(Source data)
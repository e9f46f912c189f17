//! Archive listing
//!
//! The walker never parses containers itself. It asks an [`ArchiveRegistry`]
//! for the reader registered for a format and calls [`ArchiveReader::list`].
//! Readers for 7z and rar are behind the `sevenz` and `rar` features; without
//! them the registry answers with [`ArchiveError::Unsupported`] for those
//! formats instead of failing the search.

pub mod error;
pub mod listing;
#[cfg(feature = "rar")]
mod rar;
pub mod selection;
#[cfg(feature = "sevenz")]
mod sevenz;
mod tar;
mod zip;

pub use error::ArchiveError;
pub use listing::ArchiveLister;
pub use selection::{ArchiveSelection, SelectionStrategy};

use crate::record::FileType;
use chrono::{DateTime, Utc};
use std::collections::HashMap;
use std::fmt;
use std::path::Path;
use std::sync::Arc;

/// Suffixes treated as archives when classifying names. Broader than the set
/// of listable formats: a bare `.gz` is an archive but has no member listing.
pub const ARCHIVE_EXTENSIONS: &[&str] = &[
    ".zip", ".tar", ".gz", ".bz2", ".xz", ".7z", ".rar", ".tgz", ".tbz2", ".txz",
];

/// Whether a file name looks like an archive
#[must_use]
pub fn is_archive(name: &str) -> bool {
    let lower = name.to_lowercase();
    ARCHIVE_EXTENSIONS.iter().any(|ext| lower.ends_with(ext))
}

/// Container formats that can be listed
#[derive(Debug, Clone, Copy, PartialEq, Eq, Hash)]
pub enum ArchiveFormat {
    Zip,
    Tar,
    TarGz,
    TarBz2,
    TarXz,
    SevenZip,
    Rar,
}

impl ArchiveFormat {
    pub const ALL: [Self; 7] = [
        Self::Zip,
        Self::Tar,
        Self::TarGz,
        Self::TarBz2,
        Self::TarXz,
        Self::SevenZip,
        Self::Rar,
    ];

    /// Detect the format from the file name suffix
    #[must_use]
    pub fn detect(path: &Path) -> Option<Self> {
        let name = path.file_name()?.to_string_lossy().to_lowercase();
        let format = if name.ends_with(".tar.gz") || name.ends_with(".tgz") {
            Self::TarGz
        } else if name.ends_with(".tar.bz2") || name.ends_with(".tbz2") {
            Self::TarBz2
        } else if name.ends_with(".tar.xz") || name.ends_with(".txz") {
            Self::TarXz
        } else if name.ends_with(".tar") {
            Self::Tar
        } else if name.ends_with(".zip") {
            Self::Zip
        } else if name.ends_with(".7z") {
            Self::SevenZip
        } else if name.ends_with(".rar") {
            Self::Rar
        } else {
            return None;
        };
        Some(format)
    }

    #[must_use]
    pub const fn as_str(self) -> &'static str {
        match self {
            Self::Zip => "zip",
            Self::Tar => "tar",
            Self::TarGz => "tar.gz",
            Self::TarBz2 => "tar.bz2",
            Self::TarXz => "tar.xz",
            Self::SevenZip => "7z",
            Self::Rar => "rar",
        }
    }
}

impl fmt::Display for ArchiveFormat {
    fn fmt(&self, f: &mut fmt::Formatter<'_>) -> fmt::Result {
        f.write_str(self.as_str())
    }
}

/// One entry as reported by a reader
#[derive(Debug, Clone, PartialEq, Eq)]
pub struct MemberEntry {
    /// Base name
    pub name: String,
    /// Path inside the archive, without a trailing slash
    pub path: String,
    /// Uncompressed size
    pub size: u64,
    pub mtime: DateTime<Utc>,
    pub file_type: FileType,
}

impl MemberEntry {
    /// Build an entry from a raw in-archive path. A trailing `/` marks a
    /// directory in zip listings and is stripped here.
    #[must_use]
    pub fn from_raw_path(raw: &str, size: u64, mtime: DateTime<Utc>, file_type: FileType) -> Self {
        let path = raw.trim_end_matches('/').to_string();
        let name = path.rsplit('/').next().unwrap_or(&path).to_string();
        Self {
            name,
            path,
            size,
            mtime,
            file_type,
        }
    }
}

/// Lists the members of one archive format
pub trait ArchiveReader: Send + Sync {
    /// List every member in the archive's own order.
    ///
    /// # Errors
    ///
    /// Returns `ArchiveError` when the file cannot be read or is not a valid
    /// archive of this format.
    fn list(&self, path: &Path) -> Result<Vec<MemberEntry>, ArchiveError>;
}

/// Stand-in for formats whose reader is not compiled in
#[derive(Debug, Clone, Copy)]
pub struct UnavailableReader(pub ArchiveFormat);

impl ArchiveReader for UnavailableReader {
    fn list(&self, _path: &Path) -> Result<Vec<MemberEntry>, ArchiveError> {
        Err(ArchiveError::Unsupported(self.0.to_string()))
    }
}

/// Format -> reader table, built once and shared by all workers
#[derive(Clone)]
pub struct ArchiveRegistry {
    readers: HashMap<ArchiveFormat, Arc<dyn ArchiveReader>>,
}

impl fmt::Debug for ArchiveRegistry {
    fn fmt(&self, f: &mut fmt::Formatter<'_>) -> fmt::Result {
        let mut formats: Vec<&str> = self.readers.keys().map(|f| f.as_str()).collect();
        formats.sort_unstable();
        f.debug_struct("ArchiveRegistry")
            .field("formats", &formats)
            .finish()
    }
}

impl Default for ArchiveRegistry {
    fn default() -> Self {
        let mut registry = Self::empty();
        registry.register(ArchiveFormat::Zip, Arc::new(zip::ZipReader));
        for (format, compression) in [
            (ArchiveFormat::Tar, tar::Compression::None),
            (ArchiveFormat::TarGz, tar::Compression::Gzip),
            (ArchiveFormat::TarBz2, tar::Compression::Bzip2),
            (ArchiveFormat::TarXz, tar::Compression::Xz),
        ] {
            registry.register(format, Arc::new(tar::TarReader::new(compression)));
        }

        #[cfg(feature = "sevenz")]
        registry.register(ArchiveFormat::SevenZip, Arc::new(sevenz::SevenZipReader));
        #[cfg(not(feature = "sevenz"))]
        registry.register(
            ArchiveFormat::SevenZip,
            Arc::new(UnavailableReader(ArchiveFormat::SevenZip)),
        );

        #[cfg(feature = "rar")]
        registry.register(ArchiveFormat::Rar, Arc::new(rar::RarReader));
        #[cfg(not(feature = "rar"))]
        registry.register(ArchiveFormat::Rar, Arc::new(UnavailableReader(ArchiveFormat::Rar)));

        registry
    }
}

impl ArchiveRegistry {
    /// Registry with no readers at all
    #[must_use]
    pub fn empty() -> Self {
        Self {
            readers: HashMap::new(),
        }
    }

    /// Add or replace the reader for a format
    pub fn register(&mut self, format: ArchiveFormat, reader: Arc<dyn ArchiveReader>) {
        self.readers.insert(format, reader);
    }

    #[must_use]
    pub fn reader_for(&self, path: &Path) -> Option<(ArchiveFormat, Arc<dyn ArchiveReader>)> {
        let format = ArchiveFormat::detect(path)?;
        self.readers
            .get(&format)
            .map(|reader| (format, Arc::clone(reader)))
    }

    /// Whether the walker should try to list this file
    #[must_use]
    pub fn is_listable(&self, path: &Path) -> bool {
        ArchiveFormat::detect(path).is_some()
    }

    /// List an archive with the reader registered for its format.
    ///
    /// # Errors
    ///
    /// Returns `ArchiveError::Unsupported` when no reader is registered, or the
    /// reader's own error.
    pub fn list(&self, path: &Path) -> Result<Vec<MemberEntry>, ArchiveError> {
        let (format, reader) = self.reader_for(path).ok_or_else(|| {
            ArchiveError::Unsupported(
                ArchiveFormat::detect(path).map_or_else(|| path.display().to_string(), |f| f.to_string()),
            )
        })?;
        tracing::trace!(path = %path.display(), %format, "listing archive");
        reader.list(path)
    }
}

/// Convert a file's modification time, falling back to the epoch for
/// platforms that cannot report it
pub(crate) fn system_time_to_utc(time: std::io::Result<std::time::SystemTime>) -> DateTime<Utc> {
    time.map(DateTime::<Utc>::from).unwrap_or_default()
}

* TASK DESCRIPTION
Output nothing but the line containing "reader.list(path)" and each line after it in the entries above, exactly as written.

* TASK RESULT
        reader.list(path)
    }
}

/// Convert a file's modification time, falling back to the epoch for
/// platforms that cannot report it
pub(crate) fn system_time_to_utc(time: std::io::Result<std::time::SystemTime>) -> DateTime<Utc> {
    time.map(DateTime::<Utc>::from).unwrap_or_default()
}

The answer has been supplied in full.